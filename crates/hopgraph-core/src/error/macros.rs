//! Error macros for hopgraph

/// Macro for returning a parse error at a given line
#[macro_export]
macro_rules! bail_parse {
    ($line:expr, $($arg:tt)+) => {
        return Err($crate::error::HopgraphError::parse($line, format!($($arg)+)))
    };
}

use assert_cmd::{cargo::cargo_bin_cmd, Command};
use std::fs;
use std::path::PathBuf;
use tempfile::TempDir;

/// Undirected five-vertex graph used across the CLI tests
pub const SAMPLE_GRAPH: &str = "\
G
1,2,3,4,5
(1,2)
(1,4)
(2,3)
(2,4)
(2,5)
(3,5)
(5,2)
";

/// Directed graph with two branches from `A`, one of them weighted
#[allow(dead_code)]
pub const DIRECTED_GRAPH: &str = "\
D
# chain
A,B,C,D,E
(A,B,10)
(A,C)
(B,D)
(C,E)
";

/// Get a Command for hopgraph
pub fn hopgraph() -> Command {
    cargo_bin_cmd!("hopgraph")
}

/// Write `content` into a fresh temp dir and return the dir with the file path
pub fn write_graph(content: &str) -> (TempDir, PathBuf) {
    let dir = TempDir::new().unwrap();
    let path = dir.path().join("graph.txt");
    fs::write(&path, content).unwrap();
    (dir, path)
}

/// Parse stdout of a successful command as JSON
#[allow(dead_code)]
pub fn stdout_json(output: &std::process::Output) -> serde_json::Value {
    serde_json::from_slice(&output.stdout).expect("stdout should be valid JSON")
}
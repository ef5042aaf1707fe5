//! Level command (vertices at an exact hop-distance)
use hopgraph_core::error::Result;
use hopgraph_core::Graph;

use crate::cli::{Cli, OutputFormat};
use crate::commands::print_json;

/// Execute the level command
pub fn execute(cli: &Cli, graph: &Graph, start: &str, length: i64) -> Result<()> {
    let level = graph.breadth_first_search(start, length);

    match cli.format {
        OutputFormat::Json => {
            print_json(&serde_json::json!({
                "start": start,
                "length": length,
                "vertices": level,
            }))?;
        }
        OutputFormat::Human => match level {
            Some(vertices) if vertices.is_empty() => {
                if !cli.quiet {
                    println!("No vertices at distance {} from {}", length, start);
                }
            }
            Some(vertices) => {
                for vertex in vertices {
                    println!("{}", vertex);
                }
            }
            None if length < 0 => {
                println!("No result: length must not be negative (got {})", length);
            }
            None => {
                println!("Vertex not found: {}", start);
            }
        },
    }
    Ok(())
}
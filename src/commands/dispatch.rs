//! Command dispatch logic for hopgraph
use std::path::Path;
use std::time::Instant;

use hopgraph_core::config::HopgraphConfig;
use hopgraph_core::error::Result;
use hopgraph_core::loader;
use hopgraph_core::{trace_time, Graph};

use crate::cli::{Cli, Commands};
use crate::commands;

pub fn run(cli: &Cli, start: Instant) -> Result<()> {
    let config = HopgraphConfig::load_or_default(cli.config.as_deref())?;
    trace_time!(start, "load_config");

    match &cli.command {
        None => handle_no_command(),

        Some(Commands::Info { file }) => {
            let graph = load(file, &config, start)?;
            commands::info::execute(cli, &graph)
        }

        Some(Commands::Edges { file, unique }) => {
            let graph = load(file, &config, start)?;
            commands::edges::execute(cli, &graph, *unique || config.output.unique_edges)
        }

        Some(Commands::Path { file, from, to }) => {
            let graph = load(file, &config, start)?;
            commands::path::execute(cli, &graph, from, to)
        }

        Some(Commands::Level {
            file,
            start: from,
            length,
        }) => {
            let graph = load(file, &config, start)?;
            commands::level::execute(cli, &graph, from, *length)
        }

        Some(Commands::Reach {
            file,
            start: from,
            target,
        }) => {
            let graph = load(file, &config, start)?;
            commands::reach::execute(cli, &graph, from, target)
        }
    }
}

fn load(file: &Path, config: &HopgraphConfig, start: Instant) -> Result<Graph> {
    let graph = loader::load_graph(file, &config.loader)?;
    tracing::debug!(
        elapsed = ?start.elapsed(),
        vertices = graph.num_vertices(),
        edges = graph.num_edges(),
        "load_graph"
    );
    Ok(graph)
}

fn handle_no_command() -> Result<()> {
    println!("hopgraph {}", env!("CARGO_PKG_VERSION"));
    println!();
    println!("Shortest paths and reachability over edge-list graphs.");
    println!();
    println!("Run `hopgraph --help` for usage information.");
    Ok(())
}
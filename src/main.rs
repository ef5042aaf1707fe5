//! Hopgraph - weighted graph CLI
//!
//! Loads an edge-list file and answers shortest-path, exact-distance and
//! reachability queries over it.

mod cli;
mod commands;

use std::env;
use std::process::ExitCode;
use std::time::Instant;

use clap::Parser;

use cli::{Cli, OutputFormat};
use hopgraph_core::error::{ExitCode as HopgraphExitCode, HopgraphError};
use hopgraph_core::logging;

fn main() -> ExitCode {
    let start = Instant::now();

    let argv_format_json = argv_requests_json();

    let cli = match Cli::try_parse() {
        Ok(cli) => cli,
        Err(err) => {
            // `--format` is a global flag, but clap may fail parsing before we can
            // inspect `Cli.format`. If the user requested JSON output, emit a
            // structured error envelope.
            if argv_format_json {
                let error = match err.kind() {
                    clap::error::ErrorKind::DisplayHelp
                    | clap::error::ErrorKind::DisplayVersion => err.exit(),
                    clap::error::ErrorKind::ValueValidation
                    | clap::error::ErrorKind::InvalidValue
                    | clap::error::ErrorKind::InvalidSubcommand
                    | clap::error::ErrorKind::UnknownArgument
                    | clap::error::ErrorKind::ArgumentConflict
                    | clap::error::ErrorKind::MissingRequiredArgument => {
                        HopgraphError::UsageError(err.to_string())
                    }
                    _ => HopgraphError::Other(err.to_string()),
                };

                eprintln!("{}", error.to_json());
                return ExitCode::from(error.exit_code() as u8);
            }

            err.exit();
        }
    };

    if let Err(e) = logging::init_tracing(cli.verbose, cli.log_level.as_deref(), cli.log_json) {
        eprintln!("Warning: Failed to initialize logging: {}", e);
    }

    tracing::debug!(elapsed = ?start.elapsed(), "parse_args");

    match commands::dispatch::run(&cli, start) {
        Ok(()) => ExitCode::from(HopgraphExitCode::Success as u8),
        Err(e) => {
            let exit_code = e.exit_code();

            if cli.format == OutputFormat::Json {
                eprintln!("{}", e.to_json());
            } else if !cli.quiet {
                eprintln!("error: {}", e);
            }

            ExitCode::from(exit_code as u8)
        }
    }
}

fn argv_requests_json() -> bool {
    let mut args = env::args().skip(1);
    while let Some(arg) = args.next() {
        if arg == "--format" {
            if args.next().is_some_and(|v| v == "json") {
                return true;
            }
        } else if arg == "--format=json" {
            return true;
        }
    }
    false
}
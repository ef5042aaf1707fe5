//! Edges command
use hopgraph_core::error::Result;
use hopgraph_core::Graph;

use crate::cli::{Cli, OutputFormat};
use crate::commands::print_json;

/// Execute the edges command
pub fn execute(cli: &Cli, graph: &Graph, unique: bool) -> Result<()> {
    let edges = if unique {
        graph.unique_edges()
    } else {
        graph.get_edges()
    };

    match cli.format {
        OutputFormat::Json => {
            print_json(&serde_json::json!({
                "unique": unique,
                "count": edges.len(),
                "edges": edges,
            }))?;
        }
        OutputFormat::Human => {
            for edge in &edges {
                println!("{}", edge);
            }
            if !cli.quiet {
                println!("{} edge(s)", edges.len());
            }
        }
    }
    Ok(())
}
//! Error types and exit codes for hopgraph
//!
//! Exit codes:
//! - 0: Success
//! - 1: Generic failure
//! - 2: Usage error (bad flags/args)
//! - 3: Data error (missing graph file, malformed edge list, rejected graph input)

mod macros;

use std::fmt;
use std::path::PathBuf;
use thiserror::Error;

/// Exit codes for the hopgraph CLI
#[derive(Debug, Clone, Copy, PartialEq, Eq)]
pub enum ExitCode {
    /// Success (0)
    Success = 0,
    /// Generic failure (1)
    Failure = 1,
    /// Usage error - bad flags/args (2)
    Usage = 2,
    /// Data error - missing file, malformed edge list (3)
    Data = 3,
}

impl From<ExitCode> for i32 {
    fn from(code: ExitCode) -> i32 {
        code as i32
    }
}

/// Rejections reported by the graph store.
///
/// A rejected call leaves the graph exactly as it was. Callers may treat
/// `DuplicateVertex` as a no-op.
#[derive(Error, Debug, Clone, PartialEq, Eq)]
pub enum GraphError<K: fmt::Debug + fmt::Display> {
    #[error("vertex already exists: {0}")]
    DuplicateVertex(K),

    #[error("edge from {0} to itself is not allowed")]
    SelfLoop(K),

    #[error("vertex not in graph: {0}")]
    UnknownVertex(K),
}

impl<K: fmt::Debug + fmt::Display> GraphError<K> {
    /// The key the rejected call named
    pub fn key(&self) -> &K {
        match self {
            GraphError::DuplicateVertex(key)
            | GraphError::SelfLoop(key)
            | GraphError::UnknownVertex(key) => key,
        }
    }

    fn error_type(&self) -> &'static str {
        match self {
            GraphError::DuplicateVertex(_) => "duplicate_vertex",
            GraphError::SelfLoop(_) => "self_loop",
            GraphError::UnknownVertex(_) => "unknown_vertex",
        }
    }
}

/// Errors that can occur during hopgraph operations
#[derive(Error, Debug)]
pub enum HopgraphError {
    // Usage errors (exit code 2)
    #[error("unknown format: {0} (expected: human or json)")]
    UnknownFormat(String),

    #[error("{0}")]
    UsageError(String),

    // Data errors (exit code 3)
    #[error("file not found: {path:?}")]
    FileNotFound { path: PathBuf },

    #[error("line {line}: {reason}")]
    Parse { line: usize, reason: String },

    #[error("line {line}: {source}")]
    Rejected {
        line: usize,
        #[source]
        source: GraphError<String>,
    },

    #[error(transparent)]
    Graph(#[from] GraphError<String>),

    // Generic failures (exit code 1)
    #[error("IO error: {0}")]
    Io(#[from] std::io::Error),

    #[error("JSON error: {0}")]
    Json(#[from] serde_json::Error),

    #[error("TOML error: {0}")]
    Toml(#[from] toml::de::Error),

    #[error("failed to {operation}: {reason}")]
    FailedOperation { operation: String, reason: String },

    #[error("{0}")]
    Other(String),
}

impl HopgraphError {
    /// Create a parse error for the given 1-based line number
    pub fn parse(line: usize, reason: impl Into<String>) -> Self {
        HopgraphError::Parse {
            line,
            reason: reason.into(),
        }
    }

    /// Create an error for a failed operation
    pub fn failed(operation: &str, error: impl fmt::Display) -> Self {
        HopgraphError::FailedOperation {
            operation: operation.to_string(),
            reason: error.to_string(),
        }
    }

    /// Get the appropriate exit code for this error
    pub fn exit_code(&self) -> ExitCode {
        match self {
            HopgraphError::UnknownFormat(_) | HopgraphError::UsageError(_) => ExitCode::Usage,

            HopgraphError::FileNotFound { .. }
            | HopgraphError::Parse { .. }
            | HopgraphError::Rejected { .. }
            | HopgraphError::Graph(_) => ExitCode::Data,

            HopgraphError::Io(_)
            | HopgraphError::Json(_)
            | HopgraphError::Toml(_)
            | HopgraphError::FailedOperation { .. }
            | HopgraphError::Other(_) => ExitCode::Failure,
        }
    }

    /// Get the error type identifier
    fn error_type(&self) -> &'static str {
        match self {
            HopgraphError::UnknownFormat(_) => "unknown_format",
            HopgraphError::UsageError(_) => "usage_error",
            HopgraphError::FileNotFound { .. } => "file_not_found",
            HopgraphError::Parse { .. } => "parse_error",
            HopgraphError::Rejected { source, .. } => source.error_type(),
            HopgraphError::Graph(err) => err.error_type(),
            HopgraphError::Io(_) => "io_error",
            HopgraphError::Json(_) => "json_error",
            HopgraphError::Toml(_) => "toml_error",
            HopgraphError::FailedOperation { .. } => "failed_operation",
            HopgraphError::Other(_) => "other",
        }
    }

    /// Convert error to JSON representation for structured error output
    pub fn to_json(&self) -> serde_json::Value {
        let mut error_obj = serde_json::json!({
            "code": self.exit_code() as i32,
            "type": self.error_type(),
            "message": self.to_string(),
        });

        match self {
            HopgraphError::Parse { line, .. } | HopgraphError::Rejected { line, .. } => {
                error_obj["line"] = serde_json::json!(line);
            }
            _ => {}
        }

        serde_json::json!({ "error": error_obj })
    }
}

/// Result type alias for hopgraph operations
pub type Result<T> = std::result::Result<T, HopgraphError>;
//! Path reconstruction for breadth-first search

use crate::graph::types::VertexKey;
use std::collections::HashMap;

/// Walk predecessor links back from `to`, returning the path front to back
pub fn reconstruct_path<K: VertexKey>(from: &K, to: &K, predecessors: &HashMap<&K, &K>) -> Vec<K> {
    let mut path = vec![to.clone()];
    let mut current = to;

    while current != from {
        match predecessors.get(current) {
            Some(&pred) => {
                path.push(pred.clone());
                current = pred;
            }
            None => break,
        }
    }

    path.reverse();
    path
}

#[cfg(test)]
mod tests {
    use super::*;

    #[test]
    fn test_reconstruct_walks_back_to_source() {
        let keys = ["1", "2", "5", "4"];
        let mut predecessors = HashMap::new();
        predecessors.insert(&keys[1], &keys[0]);
        predecessors.insert(&keys[3], &keys[0]);
        predecessors.insert(&keys[2], &keys[1]);

        let path = reconstruct_path(&keys[0], &keys[2], &predecessors);
        assert_eq!(path, vec!["1", "2", "5"]);
    }
}
//! CLI commands for hopgraph

pub mod dispatch;
pub mod edges;
pub mod info;
pub mod level;
pub mod path;
pub mod reach;

use std::fmt::Display;

/// Join keys with a separator for human output
pub(crate) fn join_keys<K: Display>(keys: &[K], sep: &str) -> String {
    keys.iter()
        .map(ToString::to_string)
        .collect::<Vec<_>>()
        .join(sep)
}

/// Print a JSON value the way every command does
pub(crate) fn print_json(value: &serde_json::Value) -> hopgraph_core::Result<()> {
    println!("{}", serde_json::to_string_pretty(value)?);
    Ok(())
}
use super::types::{VertexKey, Weight};
use std::borrow::Borrow;
use std::collections::HashMap;
use std::fmt;
use std::hash::Hash;

/// A named vertex and its weighted neighbors.
///
/// Neighbors keep the order in which they were first added; re-adding a
/// neighbor only replaces its weight.
#[derive(Debug, Clone)]
pub struct Vertex<K> {
    id: K,
    neighbors: Vec<(K, Weight)>,
    positions: HashMap<K, usize>,
}

impl<K: VertexKey> Vertex<K> {
    pub(crate) fn new(id: K) -> Self {
        Vertex {
            id,
            neighbors: Vec::new(),
            positions: HashMap::new(),
        }
    }

    pub fn id(&self) -> &K {
        &self.id
    }

    /// Insert a neighbor, or overwrite its weight if already present
    pub(crate) fn add_neighbor(&mut self, key: K, weight: Weight) {
        if let Some(&pos) = self.positions.get(&key) {
            if let Some(slot) = self.neighbors.get_mut(pos) {
                slot.1 = weight;
            }
            return;
        }
        self.positions.insert(key.clone(), self.neighbors.len());
        self.neighbors.push((key, weight));
    }

    /// Neighbor keys in insertion order
    pub fn neighbors(&self) -> impl Iterator<Item = &K> + '_ {
        self.neighbors.iter().map(|(key, _)| key)
    }

    /// Neighbor keys with their weights, in insertion order
    pub fn weighted_neighbors(&self) -> impl Iterator<Item = (&K, Weight)> + '_ {
        self.neighbors.iter().map(|(key, weight)| (key, *weight))
    }

    pub fn edge_weight<Q>(&self, key: &Q) -> Option<Weight>
    where
        K: Borrow<Q>,
        Q: Hash + Eq + ?Sized,
    {
        self.positions
            .get(key)
            .and_then(|&pos| self.neighbors.get(pos))
            .map(|(_, weight)| *weight)
    }

    pub fn has_neighbor<Q>(&self, key: &Q) -> bool
    where
        K: Borrow<Q>,
        Q: Hash + Eq + ?Sized,
    {
        self.positions.contains_key(key)
    }

    pub fn degree(&self) -> usize {
        self.neighbors.len()
    }
}

impl<K: VertexKey> fmt::Display for Vertex<K> {
    fn fmt(&self, f: &mut fmt::Formatter<'_>) -> fmt::Result {
        write!(f, "{} adjacent to [", self.id)?;
        for (i, key) in self.neighbors().enumerate() {
            if i > 0 {
                write!(f, ", ")?;
            }
            write!(f, "{}", key)?;
        }
        write!(f, "]")
    }
}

**Task to carry out:** Across the data, pull every line containing the string "UsageError".

**Solution to this problem:**
                        HopgraphError::UsageError(err.to_string())
    UsageError(String),
            HopgraphError::UnknownFormat(_) | HopgraphError::UsageError(_) => ExitCode::Usage,
            HopgraphError::UsageError(_) => "usage_error",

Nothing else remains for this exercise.